Among the entries that follow, the required portion opens with the line containing "Current input value" and closes with the line containing "pub fn with_dom_id(mut". Give that portion again exactly, and nothing else.
┌──
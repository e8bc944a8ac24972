//! In-memory document model.
//!
//! The engine never talks to a real DOM: the host owns a live, concurrently
//! mutable document behind a lock, and the engine reads per-tick snapshots
//! out of it. Host-side mutation hooks (insert/remove/update, click and drop
//! handlers) let integration tests script the concurrent page behavior the
//! auto-waiting machinery exists to absorb.

use serde::{Deserialize, Serialize};
use std::collections::HashMap;
use std::sync::{Arc, Mutex};

use crate::result::{EsperarError, EsperarResult};

// =============================================================================
// GEOMETRY
// =============================================================================

/// A point in page coordinates
#[derive(Debug, Clone, Copy, PartialEq, Serialize, Deserialize)]
pub struct Point {
    /// X coordinate
    pub x: f32,
    /// Y coordinate
    pub y: f32,
}

impl Point {
    /// Create a new point
    #[must_use]
    pub const fn new(x: f32, y: f32) -> Self {
        Self { x, y }
    }
}

/// Bounding box for an element.
///
/// Compared across consecutive poll ticks to decide layout stability.
#[derive(Debug, Clone, Copy, PartialEq, Serialize, Deserialize)]
pub struct BoundingBox {
    /// X position
    pub x: f32,
    /// Y position
    pub y: f32,
    /// Width
    pub width: f32,
    /// Height
    pub height: f32,
}

impl BoundingBox {
    /// Create a new bounding box
    #[must_use]
    pub const fn new(x: f32, y: f32, width: f32, height: f32) -> Self {
        Self {
            x,
            y,
            width,
            height,
        }
    }

    /// Get the center point
    #[must_use]
    pub fn center(&self) -> Point {
        Point::new(self.x + self.width / 2.0, self.y + self.height / 2.0)
    }
}

impl Default for BoundingBox {
    fn default() -> Self {
        Self::new(0.0, 0.0, 100.0, 20.0)
    }
}

// =============================================================================
// ELEMENT STATE
// =============================================================================

/// A selectable option on a `<select>`-like element
#[derive(Debug, Clone, PartialEq, Eq, Serialize, Deserialize)]
pub struct SelectOption {
    /// Visible label
    pub label: String,
    /// Underlying value
    pub value: String,
}

impl SelectOption {
    /// Create a new option
    #[must_use]
    pub fn new(label: impl Into<String>, value: impl Into<String>) -> Self {
        Self {
            label: label.into(),
            value: value.into(),
        }
    }
}

/// Per-tick snapshot of one element.
///
/// Snapshots are cheap clones of the live state; the engine never holds one
/// across ticks.
#[derive(Debug, Clone, PartialEq, Serialize, Deserialize)]
pub struct ElementState {
    /// Document-assigned element id (0 until attached)
    pub id: u64,
    /// Tag name (lowercase)
    pub tag: String,
    /// DOM `id` attribute
    pub dom_id: Option<String>,
    /// CSS classes
    pub classes: Vec<String>,
    /// Other attributes
    pub attributes: HashMap<String, String>,
    /// Explicit ARIA role
    pub role: Option<String>,
    /// Placeholder text (inputs)
    pub placeholder: Option<String>,
    /// Test identifier (`data-testid`)
    pub test_id: Option<String>,
    /// Rendered text content
    pub text: String,
    /// Current input value
    pub value: String,
    /// Checked state (checkboxes, radios)
    pub checked: bool,
    /// Whether the element is rendered visible
    pub visible: bool,
    /// Whether the element is enabled
    pub enabled: bool,
    /// Whether the element accepts text input
    pub editable: bool,
    /// Whether pointer events reach the element (not obscured)
    pub receives_events: bool,
    /// Options, for select-like elements
    pub select_options: Vec<SelectOption>,
    /// Layout box, compared across ticks for stability
    pub bounding_box: BoundingBox,
    /// Number of clicks delivered to this element
    pub clicks: u32,
}

impl ElementState {
    /// Create a new element with the given tag.
    ///
    /// Inputs and textareas default to editable; everything else does not.
    #[must_use]
    pub fn new(tag: impl Into<String>) -> Self {
        let tag = tag.into().to_lowercase();
        let editable = matches!(tag.as_str(), "input" | "textarea" | "select");
        Self {
            id: 0,
            tag,
            dom_id: None,
            classes: Vec::new(),
            attributes: HashMap::new(),
            role: None,
            placeholder: None,
            test_id: None,
            text: String::new(),
            value: String::new(),
            checked: false,
            visible: true,
            enabled: true,
            editable,
            receives_events: true,
            select_options: Vec::new(),
            bounding_box: BoundingBox::default(),
            clicks: 0,
        }
    }

    /// Set the DOM `id` attribute
    #[must_use]
    pub fn with_dom_id(mut self, id: impl Into<String>) -> Self {
        self.dom_id = Some(id.into());
        self
    }

    /// Add a CSS class
    #[must_use]
    pub fn with_class(mut self, class: impl Into<String>) -> Self {
        self.classes.push(class.into());
        self
    }

    /// Set an attribute
    #[must_use]
    pub fn with_attribute(mut self, name: impl Into<String>, value: impl Into<String>) -> Self {
        self.attributes.insert(name.into(), value.into());
        self
    }

    /// Set the ARIA role
    #[must_use]
    pub fn with_role(mut self, role: impl Into<String>) -> Self {
        self.role = Some(role.into());
        self
    }

    /// Set the placeholder text
    #[must_use]
    pub fn with_placeholder(mut self, placeholder: impl Into<String>) -> Self {
        self.placeholder = Some(placeholder.into());
        self
    }

    /// Set the test identifier
    #[must_use]
    pub fn with_test_id(mut self, test_id: impl Into<String>) -> Self {
        self.test_id = Some(test_id.into());
        self
    }

    /// Set the rendered text
    #[must_use]
    pub fn with_text(mut self, text: impl Into<String>) -> Self {
        self.text = text.into();
        self
    }

    /// Set the input value
    #[must_use]
    pub fn with_value(mut self, value: impl Into<String>) -> Self {
        self.value = value.into();
        self
    }

    /// Mark checked
    #[must_use]
    pub const fn checked(mut self) -> Self {
        self.checked = true;
        self
    }

    /// Mark hidden
    #[must_use]
    pub const fn hidden(mut self) -> Self {
        self.visible = false;
        self
    }

    /// Mark disabled
    #[must_use]
    pub const fn disabled(mut self) -> Self {
        self.enabled = false;
        self
    }

    /// Override editability
    #[must_use]
    pub const fn with_editable(mut self, editable: bool) -> Self {
        self.editable = editable;
        self
    }

    /// Override whether pointer events reach the element
    #[must_use]
    pub const fn with_receives_events(mut self, receives: bool) -> Self {
        self.receives_events = receives;
        self
    }

    /// Set the select options
    #[must_use]
    pub fn with_select_options(mut self, options: Vec<SelectOption>) -> Self {
        self.select_options = options;
        self
    }

    /// Set the bounding box
    #[must_use]
    pub const fn with_bounding_box(mut self, bounding_box: BoundingBox) -> Self {
        self.bounding_box = bounding_box;
        self
    }

    /// The implicit ARIA role derived from the tag, used when no explicit
    /// role is set
    #[must_use]
    pub fn implicit_role(&self) -> Option<&'static str> {
        match self.tag.as_str() {
            "button" => Some("button"),
            "a" => Some("link"),
            "select" => Some("combobox"),
            "textarea" => Some("textbox"),
            "h1" | "h2" | "h3" | "h4" | "h5" | "h6" => Some("heading"),
            "input" => match self.attributes.get("type").map(String::as_str) {
                Some("checkbox") => Some("checkbox"),
                Some("radio") => Some("radio"),
                Some("button") | Some("submit") => Some("button"),
                _ => Some("textbox"),
            },
            _ => None,
        }
    }

    /// The effective role: explicit role, else the implicit one
    #[must_use]
    pub fn effective_role(&self) -> Option<&str> {
        self.role.as_deref().or_else(|| self.implicit_role())
    }

    /// The element's accessible name: `aria-label` if present, else text
    #[must_use]
    pub fn accessible_name(&self) -> &str {
        self.attributes
            .get("aria-label")
            .map_or(self.text.as_str(), String::as_str)
    }

    /// Look up an attribute, folding the modeled fields (`id`, `class`,
    /// `value`, `placeholder`, `data-testid`) in with the attribute map
    #[must_use]
    pub fn attribute(&self, name: &str) -> Option<String> {
        match name {
            "id" => self.dom_id.clone(),
            "class" => {
                if self.classes.is_empty() {
                    None
                } else {
                    Some(self.classes.join(" "))
                }
            }
            "value" => Some(self.value.clone()),
            "placeholder" => self.placeholder.clone(),
            "data-testid" => self.test_id.clone(),
            _ => self.attributes.get(name).cloned(),
        }
    }
}

// =============================================================================
// LIVE DOCUMENT
// =============================================================================

/// Handler invoked when a click is delivered to an element.
///
/// Runs without the document lock held, so it may freely mutate the
/// document through the handle it receives.
pub type ClickHandler = Box<dyn FnMut(&Document) + Send>;

/// Handler invoked when a drag lands on its target element; receives the
/// source element id.
pub type DropHandler = Box<dyn FnMut(&Document, u64) + Send>;

#[derive(Default)]
struct DocumentInner {
    elements: Vec<ElementState>,
    next_id: u64,
    closed: bool,
    drags: Vec<(u64, u64)>,
}

/// The live, concurrently mutable document.
///
/// Cloning produces another handle to the same document. The engine reads
/// snapshots; the host mutates through the same handle, typically from a
/// spawned thread to simulate asynchronous page behavior.
#[derive(Clone, Default)]
pub struct Document {
    inner: Arc<Mutex<DocumentInner>>,
    click_handlers: Arc<Mutex<HashMap<u64, ClickHandler>>>,
    drop_handlers: Arc<Mutex<HashMap<u64, DropHandler>>>,
}

impl Document {
    /// Create an empty document
    #[must_use]
    pub fn new() -> Self {
        Self::default()
    }

    /// Attach an element, returning its document-assigned id
    pub fn insert(&self, mut element: ElementState) -> u64 {
        let mut inner = self.lock();
        inner.next_id += 1;
        let id = inner.next_id;
        element.id = id;
        inner.elements.push(element);
        id
    }

    /// Detach an element. Returns whether it was attached.
    pub fn remove(&self, id: u64) -> bool {
        let mut inner = self.lock();
        let before = inner.elements.len();
        inner.elements.retain(|el| el.id != id);
        inner.elements.len() != before
    }

    /// Mutate an element in place. Returns whether it was attached.
    pub fn update<F>(&self, id: u64, f: F) -> bool
    where
        F: FnOnce(&mut ElementState),
    {
        let mut inner = self.lock();
        match inner.elements.iter_mut().find(|el| el.id == id) {
            Some(el) => {
                f(el);
                true
            }
            None => false,
        }
    }

    /// Snapshot one element by id
    #[must_use]
    pub fn get(&self, id: u64) -> Option<ElementState> {
        self.lock().elements.iter().find(|el| el.id == id).cloned()
    }

    /// Snapshot every attached element in document order.
    ///
    /// # Errors
    ///
    /// Returns [`EsperarError::PageClosed`] once the document is closed.
    pub fn snapshot(&self) -> EsperarResult<Vec<ElementState>> {
        let inner = self.lock();
        if inner.closed {
            return Err(EsperarError::PageClosed);
        }
        Ok(inner.elements.clone())
    }

    /// Number of attached elements
    #[must_use]
    pub fn element_count(&self) -> usize {
        self.lock().elements.len()
    }

    /// Simulate a page crash or close. Every subsequent engine operation
    /// fails with [`EsperarError::PageClosed`].
    pub fn close(&self) {
        self.lock().closed = true;
    }

    /// Whether the document has been closed
    #[must_use]
    pub fn is_closed(&self) -> bool {
        self.lock().closed
    }

    /// Register a handler to run whenever a click lands on `id`
    pub fn on_click<F>(&self, id: u64, handler: F)
    where
        F: FnMut(&Document) + Send + 'static,
    {
        if let Ok(mut handlers) = self.click_handlers.lock() {
            handlers.insert(id, Box::new(handler));
        }
    }

    /// Register a handler to run whenever a drag lands on target `id`
    pub fn on_drop<F>(&self, id: u64, handler: F)
    where
        F: FnMut(&Document, u64) + Send + 'static,
    {
        if let Ok(mut handlers) = self.drop_handlers.lock() {
            handlers.insert(id, Box::new(handler));
        }
    }

    /// Deliver a click to an element: bump its click count, then run any
    /// registered click handler with no lock held.
    pub(crate) fn deliver_click(&self, id: u64) {
        self.update(id, |el| el.clicks += 1);
        let handler = self
            .click_handlers
            .lock()
            .ok()
            .and_then(|mut handlers| handlers.remove(&id));
        if let Some(mut handler) = handler {
            handler(self);
            if let Ok(mut handlers) = self.click_handlers.lock() {
                handlers.entry(id).or_insert(handler);
            }
        }
    }

    /// Record a drag from `source` landing on `target` and run any drop
    /// handler registered on the target.
    pub(crate) fn deliver_drag(&self, source: u64, target: u64) {
        self.lock().drags.push((source, target));
        let handler = self
            .drop_handlers
            .lock()
            .ok()
            .and_then(|mut handlers| handlers.remove(&target));
        if let Some(mut handler) = handler {
            handler(self, source);
            if let Ok(mut handlers) = self.drop_handlers.lock() {
                handlers.entry(target).or_insert(handler);
            }
        }
    }

    /// Drags delivered so far, as (source id, target id) pairs
    #[must_use]
    pub fn drags(&self) -> Vec<(u64, u64)> {
        self.lock().drags.clone()
    }

    fn lock(&self) -> std::sync::MutexGuard<'_, DocumentInner> {
        // A poisoned document lock means a host hook panicked; the page is
        // unusable either way.
        self.inner.lock().unwrap_or_else(std::sync::PoisonError::into_inner)
    }
}

impl std::fmt::Debug for Document {
    fn fmt(&self, f: &mut std::fmt::Formatter<'_>) -> std::fmt::Result {
        let inner = self.lock();
        f.debug_struct("Document")
            .field("elements", &inner.elements.len())
            .field("closed", &inner.closed)
            .finish_non_exhaustive()
    }
}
└──
• [Expected output]
    /// Current input value
    pub value: String,
    /// Checked state (checkboxes, radios)
    pub checked: bool,
    /// Whether the element is rendered visible
    pub visible: bool,
    /// Whether the element is enabled
    pub enabled: bool,
    /// Whether the element accepts text input
    pub editable: bool,
    /// Whether pointer events reach the element (not obscured)
    pub receives_events: bool,
    /// Options, for select-like elements
    pub select_options: Vec<SelectOption>,
    /// Layout box, compared across ticks for stability
    pub bounding_box: BoundingBox,
    /// Number of clicks delivered to this element
    pub clicks: u32,
}

impl ElementState {
    /// Create a new element with the given tag.
    ///
    /// Inputs and textareas default to editable; everything else does not.
    #[must_use]
    pub fn new(tag: impl Into<String>) -> Self {
        let tag = tag.into().to_lowercase();
        let editable = matches!(tag.as_str(), "input" | "textarea" | "select");
        Self {
            id: 0,
            tag,
            dom_id: None,
            classes: Vec::new(),
            attributes: HashMap::new(),
            role: None,
            placeholder: None,
            test_id: None,
            text: String::new(),
            value: String::new(),
            checked: false,
            visible: true,
            enabled: true,
            editable,
            receives_events: true,
            select_options: Vec::new(),
            bounding_box: BoundingBox::default(),
            clicks: 0,
        }
    }

    /// Set the DOM `id` attribute
    #[must_use]
    pub fn with_dom_id(mut self, id: impl Into<String>) -> Self {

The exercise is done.